_What the task asks_
Output all of the listing, leaving every line exactly as written.

------------------------------------------------------------

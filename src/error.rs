use std::sync::Arc;

use crate::Symbol;

/// Represents a result type for operations in this crate.
///
/// Collaborators ([`ExperimentStore`](crate::ExperimentStore) and
/// [`SelectionAlgorithm`](crate::SelectionAlgorithm)) return the same `Result`, so their failures
/// travel through the experiment state machine untouched.
pub type Result<T> = std::result::Result<T, Error>;

/// Enum representing possible errors.
#[derive(thiserror::Error, Debug, Clone)]
#[non_exhaustive]
pub enum Error {
    /// Experiments, variants or picks are wired together incorrectly.
    #[error(transparent)]
    Validation(#[from] ValidationError),

    /// A pick resolved to a value of a different type than the accessor expects.
    #[error("pick {symbol} has unexpected type (expected: {expected}, found: {found})")]
    TypeMismatch {
        /// Symbol that was resolved.
        symbol: Symbol,
        /// Type the accessor was declared with.
        expected: &'static str,
        /// Type of the value the active variant provides.
        found: &'static str,
    },

    /// Scope binding misuse.
    #[error(transparent)]
    Scope(#[from] ScopeError),

    /// Failure reported by the persistence store or the selection algorithm.
    #[error(transparent)]
    // Collaborator errors are usually not clonable, so we're wrapping them in an Arc.
    Collaborator(Arc<dyn std::error::Error + Send + Sync>),
}

impl Error {
    /// Wrap a store or algorithm failure.
    ///
    /// ```
    /// # use prosper::Error;
    /// let err = Error::collaborator(std::io::Error::other("connection reset"));
    /// assert_eq!(err.to_string(), "connection reset");
    /// ```
    pub fn collaborator(err: impl Into<Box<dyn std::error::Error + Send + Sync>>) -> Error {
        Error::Collaborator(Arc::from(err.into()))
    }
}

impl From<std::io::Error> for Error {
    fn from(value: std::io::Error) -> Self {
        Error::collaborator(value)
    }
}

/// Configuration errors. They are never transient and indicate a wiring bug in the calling code.
#[derive(thiserror::Error, Debug, Clone, PartialEq, Eq)]
#[non_exhaustive]
pub enum ValidationError {
    /// Registry already holds an experiment with the same name.
    #[error("experiment name {name:?} already used")]
    DuplicateExperiment {
        /// Name of the rejected experiment.
        name: String,
    },

    /// A variant declares a different set of picks than the first variant of the experiment.
    #[error("variant {variant:?} of experiment {experiment:?} declares different picks than {reference:?}")]
    InconsistentPicks {
        /// Experiment being registered.
        experiment: String,
        /// The offending variant.
        variant: String,
        /// The first variant, which all others are compared against.
        reference: String,
    },

    /// The pick symbol is already claimed by another registered experiment.
    #[error("pick {symbol} already used by experiment {owner:?}")]
    SymbolClaimed {
        /// The symbol declared twice.
        symbol: Symbol,
        /// Experiment that claimed the symbol first.
        owner: String,
    },

    /// No registered experiment has the requested name.
    #[error("experiment {name:?} not found")]
    ExperimentNotFound {
        /// Requested experiment name.
        name: String,
    },

    /// The experiment has no variant with the requested name.
    #[error("variant {variant:?} does not exist in experiment {experiment:?}")]
    VariantNotFound {
        /// Experiment searched.
        experiment: String,
        /// Requested variant name.
        variant: String,
    },

    /// No registered experiment declares the pick.
    #[error("unable to find pick {symbol}")]
    PickNotFound {
        /// The unresolved symbol.
        symbol: Symbol,
    },

    /// Experiments need at least one variant.
    #[error("experiment {experiment:?} has no variants")]
    NoVariants {
        /// Experiment being built.
        experiment: String,
    },

    /// Variant index does not point into the variant list.
    #[error("variant index {index} is out of range for experiment {experiment:?} with {len} variants")]
    VariantIndexOutOfRange {
        /// Experiment the index belongs to.
        experiment: String,
        /// The offending index.
        index: usize,
        /// Number of variants in the experiment.
        len: usize,
    },

    /// Per-user assignments need the experiment to be persisted first.
    #[error("experiment {experiment:?} has no id, refresh or save it before assigning users")]
    MissingExperimentId {
        /// Experiment without an id.
        experiment: String,
    },
}

/// Errors from binding registries to scopes.
#[derive(thiserror::Error, Debug, Clone, Copy, PartialEq, Eq)]
#[non_exhaustive]
pub enum ScopeError {
    /// `current()` was called outside of any scope.
    #[error("no registry bound to the current scope")]
    NoActiveScope,

    /// A scope was entered on an async runtime thread without a task-local binding slot. Wrap the
    /// operation in [`scope::isolated`](crate::scope::isolated) or use
    /// [`scope::run`](crate::scope::run).
    #[error("scope entered inside an async runtime without an isolated task binding")]
    NotIsolated,
}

------------------------------------------------------------

_Task result_
filename src/error.rs
use std::sync::Arc;

use crate::Symbol;

/// Represents a result type for operations in this crate.
///
/// Collaborators ([`ExperimentStore`](crate::ExperimentStore) and
/// [`SelectionAlgorithm`](crate::SelectionAlgorithm)) return the same `Result`, so their failures
/// travel through the experiment state machine untouched.
pub type Result<T> = std::result::Result<T, Error>;

/// Enum representing possible errors.
#[derive(thiserror::Error, Debug, Clone)]
#[non_exhaustive]
pub enum Error {
    /// Experiments, variants or picks are wired together incorrectly.
    #[error(transparent)]
    Validation(#[from] ValidationError),

    /// A pick resolved to a value of a different type than the accessor expects.
    #[error("pick {symbol} has unexpected type (expected: {expected}, found: {found})")]
    TypeMismatch {
        /// Symbol that was resolved.
        symbol: Symbol,
        /// Type the accessor was declared with.
        expected: &'static str,
        /// Type of the value the active variant provides.
        found: &'static str,
    },

    /// Scope binding misuse.
    #[error(transparent)]
    Scope(#[from] ScopeError),

    /// Failure reported by the persistence store or the selection algorithm.
    #[error(transparent)]
    // Collaborator errors are usually not clonable, so we're wrapping them in an Arc.
    Collaborator(Arc<dyn std::error::Error + Send + Sync>),
}

impl Error {
    /// Wrap a store or algorithm failure.
    ///
    /// ```
    /// # use prosper::Error;
    /// let err = Error::collaborator(std::io::Error::other("connection reset"));
    /// assert_eq!(err.to_string(), "connection reset");
    /// ```
    pub fn collaborator(err: impl Into<Box<dyn std::error::Error + Send + Sync>>) -> Error {
        Error::Collaborator(Arc::from(err.into()))
    }
}

impl From<std::io::Error> for Error {
    fn from(value: std::io::Error) -> Self {
        Error::collaborator(value)
    }
}

/// Configuration errors. They are never transient and indicate a wiring bug in the calling code.
#[derive(thiserror::Error, Debug, Clone, PartialEq, Eq)]
#[non_exhaustive]
pub enum ValidationError {
    /// Registry already holds an experiment with the same name.
    #[error("experiment name {name:?} already used")]
    DuplicateExperiment {
        /// Name of the rejected experiment.
        name: String,
    },

    /// A variant declares a different set of picks than the first variant of the experiment.
    #[error("variant {variant:?} of experiment {experiment:?} declares different picks than {reference:?}")]
    InconsistentPicks {
        /// Experiment being registered.
        experiment: String,
        /// The offending variant.
        variant: String,
        /// The first variant, which all others are compared against.
        reference: String,
    },

    /// The pick symbol is already claimed by another registered experiment.
    #[error("pick {symbol} already used by experiment {owner:?}")]
    SymbolClaimed {
        /// The symbol declared twice.
        symbol: Symbol,
        /// Experiment that claimed the symbol first.
        owner: String,
    },

    /// No registered experiment has the requested name.
    #[error("experiment {name:?} not found")]
    ExperimentNotFound {
        /// Requested experiment name.
        name: String,
    },

    /// The experiment has no variant with the requested name.
    #[error("variant {variant:?} does not exist in experiment {experiment:?}")]
    VariantNotFound {
        /// Experiment searched.
        experiment: String,
        /// Requested variant name.
        variant: String,
    },

    /// No registered experiment declares the pick.
    #[error("unable to find pick {symbol}")]
    PickNotFound {
        /// The unresolved symbol.
        symbol: Symbol,
    },

    /// Experiments need at least one variant.
    #[error("experiment {experiment:?} has no variants")]
    NoVariants {
        /// Experiment being built.
        experiment: String,
    },

    /// Variant index does not point into the variant list.
    #[error("variant index {index} is out of range for experiment {experiment:?} with {len} variants")]
    VariantIndexOutOfRange {
        /// Experiment the index belongs to.
        experiment: String,
        /// The offending index.
        index: usize,
        /// Number of variants in the experiment.
        len: usize,
    },

    /// Per-user assignments need the experiment to be persisted first.
    #[error("experiment {experiment:?} has no id, refresh or save it before assigning users")]
    MissingExperimentId {
        /// Experiment without an id.
        experiment: String,
    },
}

/// Errors from binding registries to scopes.
#[derive(thiserror::Error, Debug, Clone, Copy, PartialEq, Eq)]
#[non_exhaustive]
pub enum ScopeError {
    /// `current()` was called outside of any scope.
    #[error("no registry bound to the current scope")]
    NoActiveScope,

    /// A scope was entered on an async runtime thread without a task-local binding slot. Wrap the
    /// operation in [`scope::isolated`](crate::scope::isolated) or use
    /// [`scope::run`](crate::scope::run).
    #[error("scope entered inside an async runtime without an isolated task binding")]
    NotIsolated,
}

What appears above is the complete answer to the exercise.